- [Task statement] Please retype, unchanged, each line from the top of the material below through the line where "popularity, top artists only" appears.

Segment Open

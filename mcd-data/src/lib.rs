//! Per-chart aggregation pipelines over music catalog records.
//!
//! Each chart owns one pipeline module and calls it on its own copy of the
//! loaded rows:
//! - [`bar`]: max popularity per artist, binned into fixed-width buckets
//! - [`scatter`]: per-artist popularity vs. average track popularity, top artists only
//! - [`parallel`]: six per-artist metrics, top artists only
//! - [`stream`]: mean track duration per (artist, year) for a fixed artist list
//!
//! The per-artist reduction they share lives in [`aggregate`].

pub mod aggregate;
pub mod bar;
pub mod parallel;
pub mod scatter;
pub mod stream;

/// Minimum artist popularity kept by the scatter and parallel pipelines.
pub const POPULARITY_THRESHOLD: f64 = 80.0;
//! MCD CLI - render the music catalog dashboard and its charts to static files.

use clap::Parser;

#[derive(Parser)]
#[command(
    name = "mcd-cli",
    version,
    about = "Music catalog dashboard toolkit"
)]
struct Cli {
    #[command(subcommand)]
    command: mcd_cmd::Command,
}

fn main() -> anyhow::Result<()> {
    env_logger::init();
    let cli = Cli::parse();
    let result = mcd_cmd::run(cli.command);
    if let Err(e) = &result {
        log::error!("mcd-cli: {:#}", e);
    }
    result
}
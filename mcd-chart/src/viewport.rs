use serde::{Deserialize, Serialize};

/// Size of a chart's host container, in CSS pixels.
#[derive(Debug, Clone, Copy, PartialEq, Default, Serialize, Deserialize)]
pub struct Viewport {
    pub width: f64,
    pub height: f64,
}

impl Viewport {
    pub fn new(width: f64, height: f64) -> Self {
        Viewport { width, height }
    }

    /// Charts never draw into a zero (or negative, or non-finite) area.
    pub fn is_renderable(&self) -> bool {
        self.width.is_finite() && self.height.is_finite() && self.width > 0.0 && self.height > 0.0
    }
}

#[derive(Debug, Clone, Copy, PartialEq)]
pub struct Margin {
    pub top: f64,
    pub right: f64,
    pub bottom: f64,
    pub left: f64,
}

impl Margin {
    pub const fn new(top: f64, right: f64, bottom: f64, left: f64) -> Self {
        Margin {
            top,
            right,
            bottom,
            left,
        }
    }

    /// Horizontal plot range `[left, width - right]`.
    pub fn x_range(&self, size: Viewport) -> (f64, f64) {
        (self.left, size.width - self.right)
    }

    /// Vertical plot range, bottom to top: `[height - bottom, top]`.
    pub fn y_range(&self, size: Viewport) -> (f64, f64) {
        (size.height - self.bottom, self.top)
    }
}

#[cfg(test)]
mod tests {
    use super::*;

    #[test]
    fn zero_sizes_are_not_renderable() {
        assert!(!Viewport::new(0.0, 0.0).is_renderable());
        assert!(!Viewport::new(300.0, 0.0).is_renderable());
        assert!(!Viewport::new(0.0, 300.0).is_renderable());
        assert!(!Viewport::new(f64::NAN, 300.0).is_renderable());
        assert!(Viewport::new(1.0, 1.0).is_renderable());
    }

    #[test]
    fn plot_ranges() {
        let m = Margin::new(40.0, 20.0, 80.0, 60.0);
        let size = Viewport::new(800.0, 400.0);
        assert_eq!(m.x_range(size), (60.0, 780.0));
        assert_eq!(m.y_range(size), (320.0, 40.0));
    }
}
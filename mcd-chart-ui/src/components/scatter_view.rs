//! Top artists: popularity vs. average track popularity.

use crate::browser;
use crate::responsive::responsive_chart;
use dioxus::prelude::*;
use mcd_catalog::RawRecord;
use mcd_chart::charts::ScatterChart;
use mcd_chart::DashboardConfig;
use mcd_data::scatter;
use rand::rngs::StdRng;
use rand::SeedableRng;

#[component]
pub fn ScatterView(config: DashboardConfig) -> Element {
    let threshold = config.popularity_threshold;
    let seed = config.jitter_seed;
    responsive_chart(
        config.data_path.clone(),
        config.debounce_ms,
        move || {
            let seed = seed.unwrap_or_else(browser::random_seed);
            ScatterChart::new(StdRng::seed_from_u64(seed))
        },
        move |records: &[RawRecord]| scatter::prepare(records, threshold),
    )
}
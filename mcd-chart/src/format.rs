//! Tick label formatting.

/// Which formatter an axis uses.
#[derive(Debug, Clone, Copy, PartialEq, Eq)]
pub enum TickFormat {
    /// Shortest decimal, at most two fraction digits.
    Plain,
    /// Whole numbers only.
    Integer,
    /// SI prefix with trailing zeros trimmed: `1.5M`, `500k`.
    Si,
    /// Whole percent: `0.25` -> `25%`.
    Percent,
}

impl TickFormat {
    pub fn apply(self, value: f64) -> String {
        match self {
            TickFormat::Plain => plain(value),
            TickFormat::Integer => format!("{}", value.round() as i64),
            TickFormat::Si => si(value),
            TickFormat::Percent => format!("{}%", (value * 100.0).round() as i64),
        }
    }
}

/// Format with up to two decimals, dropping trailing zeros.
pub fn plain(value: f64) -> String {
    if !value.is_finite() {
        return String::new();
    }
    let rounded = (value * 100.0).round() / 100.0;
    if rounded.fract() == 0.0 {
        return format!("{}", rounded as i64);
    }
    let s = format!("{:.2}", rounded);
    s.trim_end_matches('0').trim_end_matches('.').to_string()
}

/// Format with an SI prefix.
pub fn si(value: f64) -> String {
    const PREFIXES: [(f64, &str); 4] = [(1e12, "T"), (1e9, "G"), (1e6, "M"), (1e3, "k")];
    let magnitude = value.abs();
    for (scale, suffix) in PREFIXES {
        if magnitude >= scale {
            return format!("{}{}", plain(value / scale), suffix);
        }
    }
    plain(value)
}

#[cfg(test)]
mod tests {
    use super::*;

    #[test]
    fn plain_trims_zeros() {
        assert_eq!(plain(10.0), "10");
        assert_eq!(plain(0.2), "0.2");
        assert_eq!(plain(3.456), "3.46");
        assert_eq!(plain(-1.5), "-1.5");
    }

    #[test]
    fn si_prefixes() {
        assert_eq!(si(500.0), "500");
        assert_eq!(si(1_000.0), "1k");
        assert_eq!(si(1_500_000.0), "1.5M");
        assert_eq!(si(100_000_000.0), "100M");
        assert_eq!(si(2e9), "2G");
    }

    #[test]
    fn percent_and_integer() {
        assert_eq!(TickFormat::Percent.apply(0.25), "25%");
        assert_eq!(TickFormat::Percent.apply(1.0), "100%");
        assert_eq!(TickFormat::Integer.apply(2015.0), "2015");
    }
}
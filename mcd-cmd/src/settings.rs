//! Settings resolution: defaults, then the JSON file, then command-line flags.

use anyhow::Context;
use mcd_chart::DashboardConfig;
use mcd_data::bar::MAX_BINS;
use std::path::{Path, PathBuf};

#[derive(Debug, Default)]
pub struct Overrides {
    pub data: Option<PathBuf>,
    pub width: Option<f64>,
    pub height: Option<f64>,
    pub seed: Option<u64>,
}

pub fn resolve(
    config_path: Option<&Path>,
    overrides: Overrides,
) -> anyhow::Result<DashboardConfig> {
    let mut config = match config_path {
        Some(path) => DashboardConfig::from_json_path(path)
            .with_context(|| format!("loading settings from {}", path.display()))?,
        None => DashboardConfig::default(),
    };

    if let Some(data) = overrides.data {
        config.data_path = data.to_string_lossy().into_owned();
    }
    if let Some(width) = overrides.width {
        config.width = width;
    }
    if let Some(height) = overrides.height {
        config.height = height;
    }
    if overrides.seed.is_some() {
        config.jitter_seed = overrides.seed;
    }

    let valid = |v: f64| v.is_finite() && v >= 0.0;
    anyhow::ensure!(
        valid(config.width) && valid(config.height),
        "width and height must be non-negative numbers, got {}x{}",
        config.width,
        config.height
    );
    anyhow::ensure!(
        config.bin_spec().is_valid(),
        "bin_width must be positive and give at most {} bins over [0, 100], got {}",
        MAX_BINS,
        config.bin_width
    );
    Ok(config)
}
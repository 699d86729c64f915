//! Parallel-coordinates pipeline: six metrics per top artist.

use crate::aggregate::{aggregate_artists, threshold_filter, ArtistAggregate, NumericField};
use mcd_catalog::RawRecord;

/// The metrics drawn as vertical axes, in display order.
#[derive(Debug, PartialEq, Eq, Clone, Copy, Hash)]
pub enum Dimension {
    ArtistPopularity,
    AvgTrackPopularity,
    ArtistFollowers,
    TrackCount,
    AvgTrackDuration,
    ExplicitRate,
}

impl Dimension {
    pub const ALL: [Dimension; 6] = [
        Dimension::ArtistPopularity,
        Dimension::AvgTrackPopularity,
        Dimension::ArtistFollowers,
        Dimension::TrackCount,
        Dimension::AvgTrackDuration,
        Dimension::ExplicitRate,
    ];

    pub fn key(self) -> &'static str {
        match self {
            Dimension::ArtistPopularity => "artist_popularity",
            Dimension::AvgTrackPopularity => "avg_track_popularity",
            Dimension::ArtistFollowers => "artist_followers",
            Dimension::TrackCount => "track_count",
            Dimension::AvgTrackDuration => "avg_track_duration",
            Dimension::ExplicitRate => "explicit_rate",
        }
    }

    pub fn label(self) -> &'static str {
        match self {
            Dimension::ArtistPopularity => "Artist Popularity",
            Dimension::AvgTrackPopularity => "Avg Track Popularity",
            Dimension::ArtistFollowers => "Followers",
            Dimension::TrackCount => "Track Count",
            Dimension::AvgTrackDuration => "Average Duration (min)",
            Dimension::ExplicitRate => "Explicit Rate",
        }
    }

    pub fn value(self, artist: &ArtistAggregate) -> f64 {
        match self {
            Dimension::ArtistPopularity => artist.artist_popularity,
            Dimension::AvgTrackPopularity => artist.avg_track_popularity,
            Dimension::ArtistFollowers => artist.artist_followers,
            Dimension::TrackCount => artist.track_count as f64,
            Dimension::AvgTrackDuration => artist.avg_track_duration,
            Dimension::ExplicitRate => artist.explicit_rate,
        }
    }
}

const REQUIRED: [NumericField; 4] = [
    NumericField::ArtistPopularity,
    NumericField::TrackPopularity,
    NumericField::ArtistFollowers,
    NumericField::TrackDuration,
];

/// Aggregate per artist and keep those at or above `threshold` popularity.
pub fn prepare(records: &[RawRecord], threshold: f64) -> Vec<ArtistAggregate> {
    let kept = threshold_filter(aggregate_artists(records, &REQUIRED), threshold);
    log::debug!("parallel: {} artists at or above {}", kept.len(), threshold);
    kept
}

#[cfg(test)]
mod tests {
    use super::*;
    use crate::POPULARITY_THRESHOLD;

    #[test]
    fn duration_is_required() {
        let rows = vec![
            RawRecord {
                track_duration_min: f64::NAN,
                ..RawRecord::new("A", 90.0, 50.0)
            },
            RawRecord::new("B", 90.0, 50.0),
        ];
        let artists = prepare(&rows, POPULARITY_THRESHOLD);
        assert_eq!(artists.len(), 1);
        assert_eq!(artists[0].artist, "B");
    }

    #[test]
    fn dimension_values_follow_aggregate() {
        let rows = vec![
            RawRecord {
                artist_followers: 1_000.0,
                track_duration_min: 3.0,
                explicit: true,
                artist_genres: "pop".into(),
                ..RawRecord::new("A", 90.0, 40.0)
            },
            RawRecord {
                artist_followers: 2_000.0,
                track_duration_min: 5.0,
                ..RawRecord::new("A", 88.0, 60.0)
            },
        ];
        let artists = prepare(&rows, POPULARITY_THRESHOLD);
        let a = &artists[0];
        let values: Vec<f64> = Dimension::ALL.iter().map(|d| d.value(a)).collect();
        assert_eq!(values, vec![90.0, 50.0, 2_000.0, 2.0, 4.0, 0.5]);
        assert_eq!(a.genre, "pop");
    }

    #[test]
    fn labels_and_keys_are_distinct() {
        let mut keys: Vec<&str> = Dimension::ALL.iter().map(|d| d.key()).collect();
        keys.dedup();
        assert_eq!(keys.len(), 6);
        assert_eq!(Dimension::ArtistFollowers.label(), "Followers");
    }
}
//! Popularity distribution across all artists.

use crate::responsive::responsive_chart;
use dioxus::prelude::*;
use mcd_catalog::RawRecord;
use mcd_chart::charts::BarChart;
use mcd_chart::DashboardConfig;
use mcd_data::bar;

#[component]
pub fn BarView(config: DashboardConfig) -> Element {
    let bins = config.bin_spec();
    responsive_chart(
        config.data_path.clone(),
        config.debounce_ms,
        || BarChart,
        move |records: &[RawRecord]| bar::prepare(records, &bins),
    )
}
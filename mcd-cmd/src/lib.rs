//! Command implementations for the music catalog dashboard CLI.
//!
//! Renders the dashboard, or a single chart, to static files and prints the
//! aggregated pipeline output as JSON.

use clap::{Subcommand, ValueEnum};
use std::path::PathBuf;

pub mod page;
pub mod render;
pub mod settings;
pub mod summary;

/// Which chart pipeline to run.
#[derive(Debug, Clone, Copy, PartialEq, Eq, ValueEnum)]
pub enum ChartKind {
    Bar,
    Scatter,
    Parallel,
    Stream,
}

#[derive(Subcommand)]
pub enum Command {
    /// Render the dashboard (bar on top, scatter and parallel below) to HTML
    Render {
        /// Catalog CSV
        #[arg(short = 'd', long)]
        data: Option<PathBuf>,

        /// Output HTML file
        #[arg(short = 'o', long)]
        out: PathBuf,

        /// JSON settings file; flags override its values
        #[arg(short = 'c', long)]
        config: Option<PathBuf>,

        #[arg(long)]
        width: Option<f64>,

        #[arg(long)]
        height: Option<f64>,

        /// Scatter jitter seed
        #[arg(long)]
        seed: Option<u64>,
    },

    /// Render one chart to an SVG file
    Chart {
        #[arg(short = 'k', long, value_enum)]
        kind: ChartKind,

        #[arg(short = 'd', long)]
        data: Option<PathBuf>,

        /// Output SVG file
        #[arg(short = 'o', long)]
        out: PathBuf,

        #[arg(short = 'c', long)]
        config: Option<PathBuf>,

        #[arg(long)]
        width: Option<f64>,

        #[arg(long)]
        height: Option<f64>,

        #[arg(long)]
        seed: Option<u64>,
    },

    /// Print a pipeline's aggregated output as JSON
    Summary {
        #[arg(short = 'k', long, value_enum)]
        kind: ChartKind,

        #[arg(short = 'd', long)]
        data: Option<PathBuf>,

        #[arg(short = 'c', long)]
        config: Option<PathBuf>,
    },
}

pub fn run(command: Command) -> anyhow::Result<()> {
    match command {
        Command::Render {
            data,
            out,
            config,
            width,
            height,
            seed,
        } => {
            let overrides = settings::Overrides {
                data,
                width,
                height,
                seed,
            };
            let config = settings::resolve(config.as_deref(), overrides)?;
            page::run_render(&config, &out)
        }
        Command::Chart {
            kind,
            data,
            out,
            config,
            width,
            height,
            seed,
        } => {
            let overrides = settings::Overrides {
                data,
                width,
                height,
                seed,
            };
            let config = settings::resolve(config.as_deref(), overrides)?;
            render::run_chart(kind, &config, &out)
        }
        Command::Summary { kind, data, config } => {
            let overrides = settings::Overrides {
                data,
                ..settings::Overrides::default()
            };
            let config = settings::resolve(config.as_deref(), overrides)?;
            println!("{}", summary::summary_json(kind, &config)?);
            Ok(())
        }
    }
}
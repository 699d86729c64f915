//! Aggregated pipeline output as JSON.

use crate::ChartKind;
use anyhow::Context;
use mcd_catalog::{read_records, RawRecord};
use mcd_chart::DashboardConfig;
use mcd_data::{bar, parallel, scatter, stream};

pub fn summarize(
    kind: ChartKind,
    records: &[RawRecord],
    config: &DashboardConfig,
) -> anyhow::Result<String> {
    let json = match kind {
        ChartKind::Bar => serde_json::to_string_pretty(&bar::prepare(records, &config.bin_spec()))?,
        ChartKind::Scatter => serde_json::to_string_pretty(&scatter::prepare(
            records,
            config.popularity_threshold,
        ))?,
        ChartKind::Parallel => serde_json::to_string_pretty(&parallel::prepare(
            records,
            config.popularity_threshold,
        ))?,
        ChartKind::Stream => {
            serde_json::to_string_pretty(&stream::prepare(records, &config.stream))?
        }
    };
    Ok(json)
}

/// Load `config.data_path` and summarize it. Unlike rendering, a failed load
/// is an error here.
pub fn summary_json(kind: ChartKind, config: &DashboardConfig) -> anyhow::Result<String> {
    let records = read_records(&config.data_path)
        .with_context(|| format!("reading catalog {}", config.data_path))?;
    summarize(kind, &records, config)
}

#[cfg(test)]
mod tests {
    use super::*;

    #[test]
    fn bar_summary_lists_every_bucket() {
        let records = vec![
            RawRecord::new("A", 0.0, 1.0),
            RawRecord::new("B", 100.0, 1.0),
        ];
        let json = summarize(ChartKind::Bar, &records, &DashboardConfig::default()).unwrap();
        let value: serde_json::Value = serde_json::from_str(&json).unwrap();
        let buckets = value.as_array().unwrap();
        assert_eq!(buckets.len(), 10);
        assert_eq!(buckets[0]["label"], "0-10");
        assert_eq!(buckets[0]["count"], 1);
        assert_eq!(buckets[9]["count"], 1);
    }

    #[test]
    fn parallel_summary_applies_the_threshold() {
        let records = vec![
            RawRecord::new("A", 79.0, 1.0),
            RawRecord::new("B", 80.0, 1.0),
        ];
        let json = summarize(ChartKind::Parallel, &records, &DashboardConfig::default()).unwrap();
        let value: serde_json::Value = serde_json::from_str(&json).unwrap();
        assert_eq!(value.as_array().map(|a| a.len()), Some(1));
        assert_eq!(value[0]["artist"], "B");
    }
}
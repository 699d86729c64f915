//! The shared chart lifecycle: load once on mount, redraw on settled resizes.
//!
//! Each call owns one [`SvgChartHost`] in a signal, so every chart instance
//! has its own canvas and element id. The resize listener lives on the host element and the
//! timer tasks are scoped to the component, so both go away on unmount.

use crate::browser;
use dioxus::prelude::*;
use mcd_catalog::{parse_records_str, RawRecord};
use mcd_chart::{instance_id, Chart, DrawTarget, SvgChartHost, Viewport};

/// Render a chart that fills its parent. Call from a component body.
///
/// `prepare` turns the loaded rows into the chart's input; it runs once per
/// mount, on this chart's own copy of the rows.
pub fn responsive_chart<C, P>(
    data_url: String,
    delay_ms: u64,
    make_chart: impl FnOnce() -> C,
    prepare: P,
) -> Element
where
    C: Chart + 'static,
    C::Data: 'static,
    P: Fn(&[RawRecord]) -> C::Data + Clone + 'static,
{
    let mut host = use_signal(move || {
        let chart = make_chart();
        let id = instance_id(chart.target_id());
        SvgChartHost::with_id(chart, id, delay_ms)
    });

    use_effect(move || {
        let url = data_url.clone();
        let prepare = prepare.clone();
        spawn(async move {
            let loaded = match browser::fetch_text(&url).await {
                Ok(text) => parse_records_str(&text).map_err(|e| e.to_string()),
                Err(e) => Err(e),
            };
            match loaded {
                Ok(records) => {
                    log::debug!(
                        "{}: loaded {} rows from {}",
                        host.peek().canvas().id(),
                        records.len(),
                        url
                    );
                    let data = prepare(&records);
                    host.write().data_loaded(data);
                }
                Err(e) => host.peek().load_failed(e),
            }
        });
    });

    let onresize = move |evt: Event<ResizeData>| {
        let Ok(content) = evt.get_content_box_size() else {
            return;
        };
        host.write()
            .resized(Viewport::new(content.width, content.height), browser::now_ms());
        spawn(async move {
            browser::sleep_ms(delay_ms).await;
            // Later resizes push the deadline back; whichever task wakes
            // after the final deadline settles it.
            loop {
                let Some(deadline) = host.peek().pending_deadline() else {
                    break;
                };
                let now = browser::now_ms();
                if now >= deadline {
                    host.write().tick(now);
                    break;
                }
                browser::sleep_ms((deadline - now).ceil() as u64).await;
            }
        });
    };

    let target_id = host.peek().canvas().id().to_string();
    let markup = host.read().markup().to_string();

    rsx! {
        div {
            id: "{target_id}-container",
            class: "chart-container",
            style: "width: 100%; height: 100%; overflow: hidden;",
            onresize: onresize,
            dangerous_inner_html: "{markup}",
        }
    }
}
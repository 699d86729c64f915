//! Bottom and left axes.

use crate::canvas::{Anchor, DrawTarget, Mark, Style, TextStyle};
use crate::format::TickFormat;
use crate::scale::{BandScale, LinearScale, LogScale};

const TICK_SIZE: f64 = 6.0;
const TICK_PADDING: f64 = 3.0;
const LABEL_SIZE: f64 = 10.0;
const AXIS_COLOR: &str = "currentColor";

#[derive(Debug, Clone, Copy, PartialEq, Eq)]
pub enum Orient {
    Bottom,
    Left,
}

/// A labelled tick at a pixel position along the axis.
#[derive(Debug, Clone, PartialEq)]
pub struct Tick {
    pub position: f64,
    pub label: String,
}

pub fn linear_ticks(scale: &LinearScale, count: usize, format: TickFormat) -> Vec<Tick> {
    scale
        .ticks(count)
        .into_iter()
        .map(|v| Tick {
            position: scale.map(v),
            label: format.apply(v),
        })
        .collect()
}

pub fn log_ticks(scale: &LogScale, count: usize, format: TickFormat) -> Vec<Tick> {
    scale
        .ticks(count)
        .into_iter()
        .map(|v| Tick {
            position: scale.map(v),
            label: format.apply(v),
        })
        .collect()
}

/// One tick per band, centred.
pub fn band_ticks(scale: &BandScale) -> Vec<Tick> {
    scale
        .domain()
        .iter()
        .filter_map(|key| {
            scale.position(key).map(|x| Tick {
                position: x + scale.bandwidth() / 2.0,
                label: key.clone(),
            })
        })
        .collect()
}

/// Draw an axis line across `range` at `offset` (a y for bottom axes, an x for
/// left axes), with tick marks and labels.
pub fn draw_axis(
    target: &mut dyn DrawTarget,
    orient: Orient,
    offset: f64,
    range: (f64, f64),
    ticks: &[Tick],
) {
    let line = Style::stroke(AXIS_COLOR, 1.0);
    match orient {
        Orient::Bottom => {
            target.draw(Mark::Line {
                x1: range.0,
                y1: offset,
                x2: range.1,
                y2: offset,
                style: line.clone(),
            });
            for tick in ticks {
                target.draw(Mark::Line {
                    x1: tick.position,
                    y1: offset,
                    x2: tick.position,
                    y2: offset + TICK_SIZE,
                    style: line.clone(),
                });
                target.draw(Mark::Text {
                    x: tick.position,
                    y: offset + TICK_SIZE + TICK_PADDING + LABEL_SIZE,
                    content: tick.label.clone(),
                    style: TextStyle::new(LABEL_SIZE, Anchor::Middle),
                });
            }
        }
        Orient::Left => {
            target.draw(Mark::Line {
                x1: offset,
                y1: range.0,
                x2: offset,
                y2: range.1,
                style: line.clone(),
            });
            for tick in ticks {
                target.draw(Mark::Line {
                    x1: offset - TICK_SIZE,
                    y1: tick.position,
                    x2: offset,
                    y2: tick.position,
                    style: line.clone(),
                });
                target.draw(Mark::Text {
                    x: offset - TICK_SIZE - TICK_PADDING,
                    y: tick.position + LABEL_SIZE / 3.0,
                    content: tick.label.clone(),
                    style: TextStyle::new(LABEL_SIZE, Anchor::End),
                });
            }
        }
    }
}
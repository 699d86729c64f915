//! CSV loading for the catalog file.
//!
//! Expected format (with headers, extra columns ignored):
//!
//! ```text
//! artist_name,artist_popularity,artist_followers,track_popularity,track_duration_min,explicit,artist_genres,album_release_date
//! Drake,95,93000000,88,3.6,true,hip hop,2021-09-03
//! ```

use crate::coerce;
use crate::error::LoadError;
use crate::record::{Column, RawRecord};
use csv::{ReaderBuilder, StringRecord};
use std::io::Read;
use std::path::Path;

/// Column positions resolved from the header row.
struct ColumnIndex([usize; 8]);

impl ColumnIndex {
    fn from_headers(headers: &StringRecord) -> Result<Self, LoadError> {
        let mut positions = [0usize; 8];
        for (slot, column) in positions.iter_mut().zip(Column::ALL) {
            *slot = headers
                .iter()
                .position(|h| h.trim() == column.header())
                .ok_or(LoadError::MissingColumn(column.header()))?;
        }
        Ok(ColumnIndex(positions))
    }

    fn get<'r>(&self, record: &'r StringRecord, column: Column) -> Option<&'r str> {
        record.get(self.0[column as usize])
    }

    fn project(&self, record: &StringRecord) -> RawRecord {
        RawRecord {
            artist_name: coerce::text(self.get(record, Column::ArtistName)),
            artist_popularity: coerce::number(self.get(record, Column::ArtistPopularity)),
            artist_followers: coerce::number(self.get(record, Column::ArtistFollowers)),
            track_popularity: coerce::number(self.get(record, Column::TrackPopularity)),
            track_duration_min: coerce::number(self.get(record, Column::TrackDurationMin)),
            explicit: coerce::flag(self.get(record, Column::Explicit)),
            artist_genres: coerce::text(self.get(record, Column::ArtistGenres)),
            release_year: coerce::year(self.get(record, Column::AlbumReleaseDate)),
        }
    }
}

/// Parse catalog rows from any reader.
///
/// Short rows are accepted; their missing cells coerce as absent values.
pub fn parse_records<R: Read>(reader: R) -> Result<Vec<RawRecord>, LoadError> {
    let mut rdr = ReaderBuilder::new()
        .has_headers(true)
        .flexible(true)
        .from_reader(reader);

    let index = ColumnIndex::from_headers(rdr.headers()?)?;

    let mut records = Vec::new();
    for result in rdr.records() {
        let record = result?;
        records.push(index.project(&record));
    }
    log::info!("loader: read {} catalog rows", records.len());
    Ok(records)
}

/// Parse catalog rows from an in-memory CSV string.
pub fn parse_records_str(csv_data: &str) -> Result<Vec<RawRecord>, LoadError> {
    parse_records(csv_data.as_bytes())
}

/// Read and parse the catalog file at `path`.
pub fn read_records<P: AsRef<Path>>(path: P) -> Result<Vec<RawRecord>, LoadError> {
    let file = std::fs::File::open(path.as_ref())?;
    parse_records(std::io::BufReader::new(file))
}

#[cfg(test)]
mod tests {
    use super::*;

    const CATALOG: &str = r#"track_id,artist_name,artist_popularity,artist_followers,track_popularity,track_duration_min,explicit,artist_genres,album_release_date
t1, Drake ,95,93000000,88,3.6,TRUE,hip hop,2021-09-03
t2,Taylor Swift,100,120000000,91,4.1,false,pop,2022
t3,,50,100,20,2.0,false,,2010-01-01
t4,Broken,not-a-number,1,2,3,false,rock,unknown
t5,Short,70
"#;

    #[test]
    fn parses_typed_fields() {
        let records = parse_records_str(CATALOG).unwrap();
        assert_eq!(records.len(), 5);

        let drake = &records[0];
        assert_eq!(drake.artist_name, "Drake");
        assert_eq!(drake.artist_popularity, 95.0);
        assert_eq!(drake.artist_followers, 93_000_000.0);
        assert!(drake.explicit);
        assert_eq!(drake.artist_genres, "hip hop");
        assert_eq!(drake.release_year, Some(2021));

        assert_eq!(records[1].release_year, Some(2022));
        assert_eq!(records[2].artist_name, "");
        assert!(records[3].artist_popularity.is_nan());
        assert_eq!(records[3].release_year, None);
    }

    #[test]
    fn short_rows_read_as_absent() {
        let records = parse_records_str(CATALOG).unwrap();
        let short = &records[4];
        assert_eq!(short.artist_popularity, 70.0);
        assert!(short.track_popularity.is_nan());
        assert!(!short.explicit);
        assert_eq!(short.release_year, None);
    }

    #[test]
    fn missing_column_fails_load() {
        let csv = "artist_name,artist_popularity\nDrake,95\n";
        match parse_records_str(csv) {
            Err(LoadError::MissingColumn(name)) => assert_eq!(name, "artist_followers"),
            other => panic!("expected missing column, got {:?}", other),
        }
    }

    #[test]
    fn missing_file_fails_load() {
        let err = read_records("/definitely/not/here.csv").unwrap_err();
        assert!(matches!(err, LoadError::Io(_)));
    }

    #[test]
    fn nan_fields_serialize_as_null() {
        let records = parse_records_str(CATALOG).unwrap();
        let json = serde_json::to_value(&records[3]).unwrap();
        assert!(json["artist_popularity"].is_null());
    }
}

Segment Closed

- [Result for this task]
filename mcd-data/src/lib.rs
//! Per-chart aggregation pipelines over music catalog records.
//!
//! Each chart owns one pipeline module and calls it on its own copy of the
//! loaded rows:
//! - [`bar`]: max popularity per artist, binned into fixed-width buckets
//! - [`scatter`]: per-artist popularity vs. average track popularity, top artists only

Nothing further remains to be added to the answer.